Marketing

The Rise of Branded Cocktails

From edible-ink printing on foam to cattle-branded garnishes, here’s how companies are putting their mark on your cocktail

The Rise of Branded Cocktails
Photos courtesy of Selffee (left) and Muddling Memories (center and right.)

The next frontier for marketing just may be your drink. A growing number of companies are working with bars, event planners, and others to place corporate logos front and center on drinks.
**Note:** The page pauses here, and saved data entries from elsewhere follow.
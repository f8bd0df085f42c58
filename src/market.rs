//! Market Data Service
//! Mission: Aggregate quotes, books and funding across venues through the
//! cached connector layer; no credentials required for public reads

use std::collections::HashMap;
use std::sync::Arc;

use chrono::{DateTime, Utc};
use parking_lot::RwLock;
use serde::Serialize;
use tracing::warn;

use crate::connectors::cache::{CacheTtls, CachedConnector};
use crate::connectors::symbol::canonical;
use crate::connectors::{
    ConnectorRegistry, FundingInfo, MarketSnapshot, OrderBookSnapshot, VenueConnector,
};
use crate::error::{GatewayError, Result};
use crate::models::Venue;

/// Cross-venue view of one symbol.
#[derive(Debug, Clone, Serialize)]
pub struct AggregatedMarket {
    pub symbol: String,
    pub timestamp: DateTime<Utc>,
    /// Highest bid across venues.
    pub best_bid: Option<(Venue, f64)>,
    /// Lowest ask across venues.
    pub best_ask: Option<(Venue, f64)>,
    pub avg_price: f64,
    pub total_volume_24h: f64,
    pub avg_funding_rate: f64,
    pub total_open_interest: f64,
    pub venues: HashMap<Venue, MarketSnapshot>,
}

/// Public market-data reads, one unauthenticated connector per venue.
/// Responses come through the registry's TTL cache layer.
pub struct MarketDataService {
    registry: Arc<ConnectorRegistry>,
    connectors: RwLock<HashMap<Venue, Arc<dyn VenueConnector>>>,
}

impl MarketDataService {
    pub fn new(registry: Arc<ConnectorRegistry>) -> Self {
        Self {
            registry,
            connectors: RwLock::new(HashMap::new()),
        }
    }

    async fn connector(&self, venue: Venue) -> Result<Arc<dyn VenueConnector>> {
        if let Some(existing) = self.connectors.read().get(&venue) {
            return Ok(Arc::clone(existing));
        }
        let inner = self.registry.create(venue, false, 120)?;
        let connector: Arc<dyn VenueConnector> =
            Arc::new(CachedConnector::new(inner, CacheTtls::default()));
        connector.connect().await?;
        let mut connectors = self.connectors.write();
        let entry = connectors
            .entry(venue)
            .or_insert_with(|| Arc::clone(&connector));
        Ok(Arc::clone(entry))
    }

    pub async fn market_data(&self, venue: Venue, symbol: &str) -> Result<MarketSnapshot> {
        let connector = self.connector(venue).await?;
        connector.get_market_data(symbol).await
    }

    pub async fn order_book(
        &self,
        venue: Venue,
        symbol: &str,
        depth: usize,
    ) -> Result<OrderBookSnapshot> {
        let connector = self.connector(venue).await?;
        connector.get_order_book(symbol, depth).await
    }

    pub async fn funding_rate(&self, venue: Venue, symbol: &str) -> Result<FundingInfo> {
        let connector = self.connector(venue).await?;
        connector.get_funding_rate(symbol).await
    }

    /// One symbol across several venues. Venues that fail to answer are
    /// skipped with a warning; the aggregate fails only when every venue
    /// does.
    pub async fn aggregate(&self, symbol: &str, venues: &[Venue]) -> Result<AggregatedMarket> {
        let symbol = canonical(symbol);
        let mut per_venue = HashMap::new();

        for &venue in venues {
            match self.market_data(venue, &symbol).await {
                Ok(snapshot) => {
                    per_venue.insert(venue, snapshot);
                }
                Err(e) => {
                    warn!(venue = %venue, symbol = %symbol, error = %e, "venue skipped in aggregate");
                }
            }
        }
        if per_venue.is_empty() {
            return Err(GatewayError::Venue(format!(
                "no venue returned market data for {symbol}"
            )));
        }

        let mut best_bid: Option<(Venue, f64)> = None;
        let mut best_ask: Option<(Venue, f64)> = None;
        let mut price_sum = 0.0;
        let mut total_volume = 0.0;
        let mut funding_sum = 0.0;
        let mut funding_count = 0usize;
        let mut total_oi = 0.0;

        for (&venue, snapshot) in &per_venue {
            if let Some(bid) = snapshot.bid_price {
                if best_bid.map(|(_, px)| bid > px).unwrap_or(true) {
                    best_bid = Some((venue, bid));
                }
            }
            if let Some(ask) = snapshot.ask_price {
                if best_ask.map(|(_, px)| ask < px).unwrap_or(true) {
                    best_ask = Some((venue, ask));
                }
            }
            price_sum += snapshot.last_price;
            total_volume += snapshot.volume_24h;
            if let Some(rate) = snapshot.funding_rate {
                funding_sum += rate;
                funding_count += 1;
            }
            total_oi += snapshot.open_interest.unwrap_or(0.0);
        }

        Ok(AggregatedMarket {
            symbol,
            timestamp: Utc::now(),
            best_bid,
            best_ask,
            avg_price: price_sum / per_venue.len() as f64,
            total_volume_24h: total_volume,
            avg_funding_rate: if funding_count > 0 {
                funding_sum / funding_count as f64
            } else {
                0.0
            },
            total_open_interest: total_oi,
            venues: per_venue,
        })
    }

    /// Funding rates per venue, best (most negative for longs) first.
    pub async fn funding_comparison(
        &self,
        symbol: &str,
        venues: &[Venue],
    ) -> Result<Vec<(Venue, f64)>> {
        let mut rates = Vec::new();
        for &venue in venues {
            match self.funding_rate(venue, symbol).await {
                Ok(info) => rates.push((venue, info.funding_rate)),
                Err(e) => {
                    warn!(venue = %venue, error = %e, "funding comparison skipped venue");
                }
            }
        }
        rates.sort_by(|a, b| a.1.partial_cmp(&b.1).unwrap_or(std::cmp::Ordering::Equal));
        Ok(rates)
    }
}

#[cfg(test)]
mod tests {
    use super::*;
    use crate::config::VenueConfig;
    use std::time::Duration;

    fn service() -> MarketDataService {
        let registry = Arc::new(ConnectorRegistry::new(
            VenueConfig::default(),
            Duration::from_secs(5),
        ));
        MarketDataService::new(registry)
    }

    #[tokio::test]
    async fn test_market_data_through_mock_venue() {
        let service = service();
        let data = service.market_data(Venue::Mock, "BTC-PERP").await.unwrap();
        assert_eq!(data.symbol, "BTC-PERP");
        assert_eq!(data.mark_price, 50_500.0);
        assert!(data.bid_price.unwrap() < data.ask_price.unwrap());
    }

    #[tokio::test]
    async fn test_aggregate_single_venue() {
        let service = service();
        let aggregate = service
            .aggregate("eth-perp", &[Venue::Mock])
            .await
            .unwrap();
        assert_eq!(aggregate.symbol, "ETH-PERP");
        assert_eq!(aggregate.venues.len(), 1);
        let (venue, _) = aggregate.best_bid.unwrap();
        assert_eq!(venue, Venue::Mock);
        assert!(aggregate.avg_price > 0.0);
        assert!(aggregate.total_volume_24h > 0.0);
    }

    #[tokio::test]
    async fn test_aggregate_skips_unsupported_venues() {
        let service = service();
        // vest has no connector; the mock still answers.
        let aggregate = service
            .aggregate("BTC-PERP", &[Venue::Vest, Venue::Mock])
            .await
            .unwrap();
        assert_eq!(aggregate.venues.len(), 1);

        // Nothing answers at all → error.
        let err = service.aggregate("BTC-PERP", &[Venue::Vest]).await;
        assert!(err.is_err());
    }

    #[tokio::test]
    async fn test_funding_comparison_sorted() {
        let service = service();
        let rates = service
            .funding_comparison("BTC-PERP", &[Venue::Mock])
            .await
            .unwrap();
        assert_eq!(rates.len(), 1);
        assert_eq!(rates[0].0, Venue::Mock);
    }

    #[tokio::test]
    async fn test_connector_memoized_per_venue() {
        let service = service();
        service.market_data(Venue::Mock, "BTC-PERP").await.unwrap();
        service.market_data(Venue::Mock, "ETH-PERP").await.unwrap();
        assert_eq!(service.connectors.read().len(), 1);
    }
}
From Audi’s signature rings stamped into an ice cube to edible-ink prints of logos for companies including Hewlett Packard, Michaels, and Taboola, expect to see more logos floating on top of cocktails.

Companies are embracing this trend because it offers a “wow factor” to the guest who will be consuming the drink—after broadcasting it via Instagram, of course. “There’s value in being able to showcase your brand on social media,” explains Cody Goldstein, the founder of Muddling Memories, a cocktail consultancy that has added logos to cocktails for clients such as Google and Taboola. “Guests immediately take a photo and put it on Instagram,” he says. “When you see the cocktail with the branding of the company, it ties it all together.”  

Of course, the concept of branding one’s drink has applications beyond the annual corporate holiday party. It’s a concept that’s ripe for weddings and other social occasions. With the events industry generating an annual $280 billion, according to Meeting Professionals International, even an incremental expense like edible logos for drinks, though, can quickly stack up. (Most companies interviewed for this article say that the extra expense of logos can be added to the bar budget for an event.)

While some of the technologies used to add logos to drinks (burning images into citrus peel garnishes, for example) aren’t new, others (like edible printing) are more sophisticated and require special equipment but have become more accessible over the past couple of years. Combine that accessibility with the extreme popularity of social media and it’s likely that we’ll see a continued uptick in cocktails as casual canvases to advertise company names, logos, and other images.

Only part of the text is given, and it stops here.